Exercise description:
Where a line in the records below contains the string "true", tally it; give only the final number.

===== Provided records

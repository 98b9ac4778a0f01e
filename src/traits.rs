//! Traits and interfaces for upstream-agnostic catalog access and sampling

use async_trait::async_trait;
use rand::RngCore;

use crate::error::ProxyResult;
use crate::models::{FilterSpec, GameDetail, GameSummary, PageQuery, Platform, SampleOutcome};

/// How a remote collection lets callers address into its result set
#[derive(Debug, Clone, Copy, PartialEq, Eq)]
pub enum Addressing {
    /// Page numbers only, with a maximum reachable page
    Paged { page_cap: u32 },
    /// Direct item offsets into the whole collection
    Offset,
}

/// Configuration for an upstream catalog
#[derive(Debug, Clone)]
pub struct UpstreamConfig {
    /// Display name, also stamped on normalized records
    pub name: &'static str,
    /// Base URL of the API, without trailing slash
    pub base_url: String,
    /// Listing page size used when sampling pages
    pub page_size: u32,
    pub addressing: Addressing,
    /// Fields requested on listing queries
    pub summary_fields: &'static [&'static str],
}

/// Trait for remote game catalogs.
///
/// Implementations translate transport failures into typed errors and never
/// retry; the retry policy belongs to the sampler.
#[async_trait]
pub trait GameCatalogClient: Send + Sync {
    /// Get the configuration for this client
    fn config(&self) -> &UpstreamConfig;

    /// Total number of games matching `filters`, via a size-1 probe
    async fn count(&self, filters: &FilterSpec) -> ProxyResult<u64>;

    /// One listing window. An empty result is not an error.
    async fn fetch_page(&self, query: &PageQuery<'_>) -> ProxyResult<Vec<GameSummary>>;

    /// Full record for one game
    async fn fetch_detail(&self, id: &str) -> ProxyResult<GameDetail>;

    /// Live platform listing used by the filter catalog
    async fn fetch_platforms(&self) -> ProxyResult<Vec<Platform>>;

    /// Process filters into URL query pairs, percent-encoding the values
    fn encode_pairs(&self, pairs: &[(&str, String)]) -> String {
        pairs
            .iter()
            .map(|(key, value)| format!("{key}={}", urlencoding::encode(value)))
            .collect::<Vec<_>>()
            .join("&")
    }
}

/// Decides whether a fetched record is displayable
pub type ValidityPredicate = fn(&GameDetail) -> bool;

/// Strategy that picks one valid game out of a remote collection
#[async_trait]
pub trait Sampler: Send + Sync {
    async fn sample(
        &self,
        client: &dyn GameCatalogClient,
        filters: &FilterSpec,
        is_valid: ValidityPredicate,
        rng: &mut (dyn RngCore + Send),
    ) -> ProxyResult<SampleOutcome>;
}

==========
===== Provided records

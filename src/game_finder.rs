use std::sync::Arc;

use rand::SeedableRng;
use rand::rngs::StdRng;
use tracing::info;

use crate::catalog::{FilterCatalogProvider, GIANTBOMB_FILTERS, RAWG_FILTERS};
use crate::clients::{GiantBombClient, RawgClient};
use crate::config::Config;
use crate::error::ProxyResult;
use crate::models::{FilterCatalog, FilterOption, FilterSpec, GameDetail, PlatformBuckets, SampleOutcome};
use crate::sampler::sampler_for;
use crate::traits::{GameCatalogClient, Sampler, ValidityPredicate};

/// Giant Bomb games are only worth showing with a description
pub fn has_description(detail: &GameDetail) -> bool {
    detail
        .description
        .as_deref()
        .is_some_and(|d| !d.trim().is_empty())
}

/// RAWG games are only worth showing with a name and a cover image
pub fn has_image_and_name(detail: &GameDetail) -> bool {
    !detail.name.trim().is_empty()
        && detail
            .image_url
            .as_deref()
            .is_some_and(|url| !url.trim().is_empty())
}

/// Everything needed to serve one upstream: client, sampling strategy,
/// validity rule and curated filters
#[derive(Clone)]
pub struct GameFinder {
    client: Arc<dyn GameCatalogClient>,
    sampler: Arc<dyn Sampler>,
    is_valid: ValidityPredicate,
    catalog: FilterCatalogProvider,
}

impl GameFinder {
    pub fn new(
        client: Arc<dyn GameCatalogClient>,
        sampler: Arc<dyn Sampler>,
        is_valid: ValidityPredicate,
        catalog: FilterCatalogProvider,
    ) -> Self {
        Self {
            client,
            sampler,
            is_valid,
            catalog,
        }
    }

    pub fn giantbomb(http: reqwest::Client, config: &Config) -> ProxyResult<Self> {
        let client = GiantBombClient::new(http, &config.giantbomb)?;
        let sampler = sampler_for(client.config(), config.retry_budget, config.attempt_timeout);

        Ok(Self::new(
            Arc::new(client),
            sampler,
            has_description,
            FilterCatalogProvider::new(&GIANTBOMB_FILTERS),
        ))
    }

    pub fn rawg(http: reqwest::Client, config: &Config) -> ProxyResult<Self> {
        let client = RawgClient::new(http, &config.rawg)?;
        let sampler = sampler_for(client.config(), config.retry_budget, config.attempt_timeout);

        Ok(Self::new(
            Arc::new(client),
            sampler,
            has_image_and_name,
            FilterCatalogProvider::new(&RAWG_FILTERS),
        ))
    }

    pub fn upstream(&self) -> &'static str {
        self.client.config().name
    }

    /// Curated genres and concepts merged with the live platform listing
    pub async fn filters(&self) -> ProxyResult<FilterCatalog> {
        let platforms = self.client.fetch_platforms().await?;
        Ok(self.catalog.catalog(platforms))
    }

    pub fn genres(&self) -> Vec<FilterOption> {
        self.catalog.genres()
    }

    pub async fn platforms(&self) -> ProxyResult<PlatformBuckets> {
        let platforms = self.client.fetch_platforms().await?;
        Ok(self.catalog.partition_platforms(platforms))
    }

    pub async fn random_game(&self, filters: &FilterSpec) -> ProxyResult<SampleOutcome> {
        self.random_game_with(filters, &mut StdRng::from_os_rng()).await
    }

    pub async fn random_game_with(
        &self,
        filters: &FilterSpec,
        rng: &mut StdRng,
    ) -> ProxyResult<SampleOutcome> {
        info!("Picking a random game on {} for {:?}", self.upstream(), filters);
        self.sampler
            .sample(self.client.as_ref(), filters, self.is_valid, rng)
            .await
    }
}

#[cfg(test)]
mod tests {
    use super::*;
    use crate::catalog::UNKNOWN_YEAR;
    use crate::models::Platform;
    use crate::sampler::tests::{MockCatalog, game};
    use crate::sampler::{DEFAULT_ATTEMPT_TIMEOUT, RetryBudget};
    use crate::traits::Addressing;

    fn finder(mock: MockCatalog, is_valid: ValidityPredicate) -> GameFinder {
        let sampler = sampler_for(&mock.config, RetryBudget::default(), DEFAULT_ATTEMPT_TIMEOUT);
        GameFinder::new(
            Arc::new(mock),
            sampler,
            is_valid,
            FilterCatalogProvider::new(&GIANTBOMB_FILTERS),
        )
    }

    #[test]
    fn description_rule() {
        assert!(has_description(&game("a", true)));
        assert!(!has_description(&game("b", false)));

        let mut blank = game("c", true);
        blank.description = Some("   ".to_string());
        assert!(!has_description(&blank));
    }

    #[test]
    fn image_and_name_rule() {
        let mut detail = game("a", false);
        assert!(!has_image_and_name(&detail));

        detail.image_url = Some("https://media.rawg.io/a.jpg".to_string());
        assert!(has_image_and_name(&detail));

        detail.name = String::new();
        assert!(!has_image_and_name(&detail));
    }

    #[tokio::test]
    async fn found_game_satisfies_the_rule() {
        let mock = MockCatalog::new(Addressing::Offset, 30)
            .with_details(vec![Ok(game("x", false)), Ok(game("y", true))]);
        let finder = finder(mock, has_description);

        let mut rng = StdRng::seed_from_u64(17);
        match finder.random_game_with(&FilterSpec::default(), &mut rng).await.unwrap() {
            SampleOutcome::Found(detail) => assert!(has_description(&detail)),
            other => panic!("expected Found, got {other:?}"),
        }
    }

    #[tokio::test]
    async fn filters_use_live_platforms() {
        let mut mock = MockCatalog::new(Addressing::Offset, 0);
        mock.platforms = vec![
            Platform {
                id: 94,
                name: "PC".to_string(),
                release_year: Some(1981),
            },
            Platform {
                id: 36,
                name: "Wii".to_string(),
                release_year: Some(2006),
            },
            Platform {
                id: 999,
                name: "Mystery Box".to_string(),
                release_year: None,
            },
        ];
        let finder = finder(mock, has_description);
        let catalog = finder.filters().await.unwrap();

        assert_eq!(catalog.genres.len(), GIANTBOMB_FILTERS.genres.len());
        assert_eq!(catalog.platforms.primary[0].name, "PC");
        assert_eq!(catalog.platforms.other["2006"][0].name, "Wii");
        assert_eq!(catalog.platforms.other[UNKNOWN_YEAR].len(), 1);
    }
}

==========

Solution for this task:
3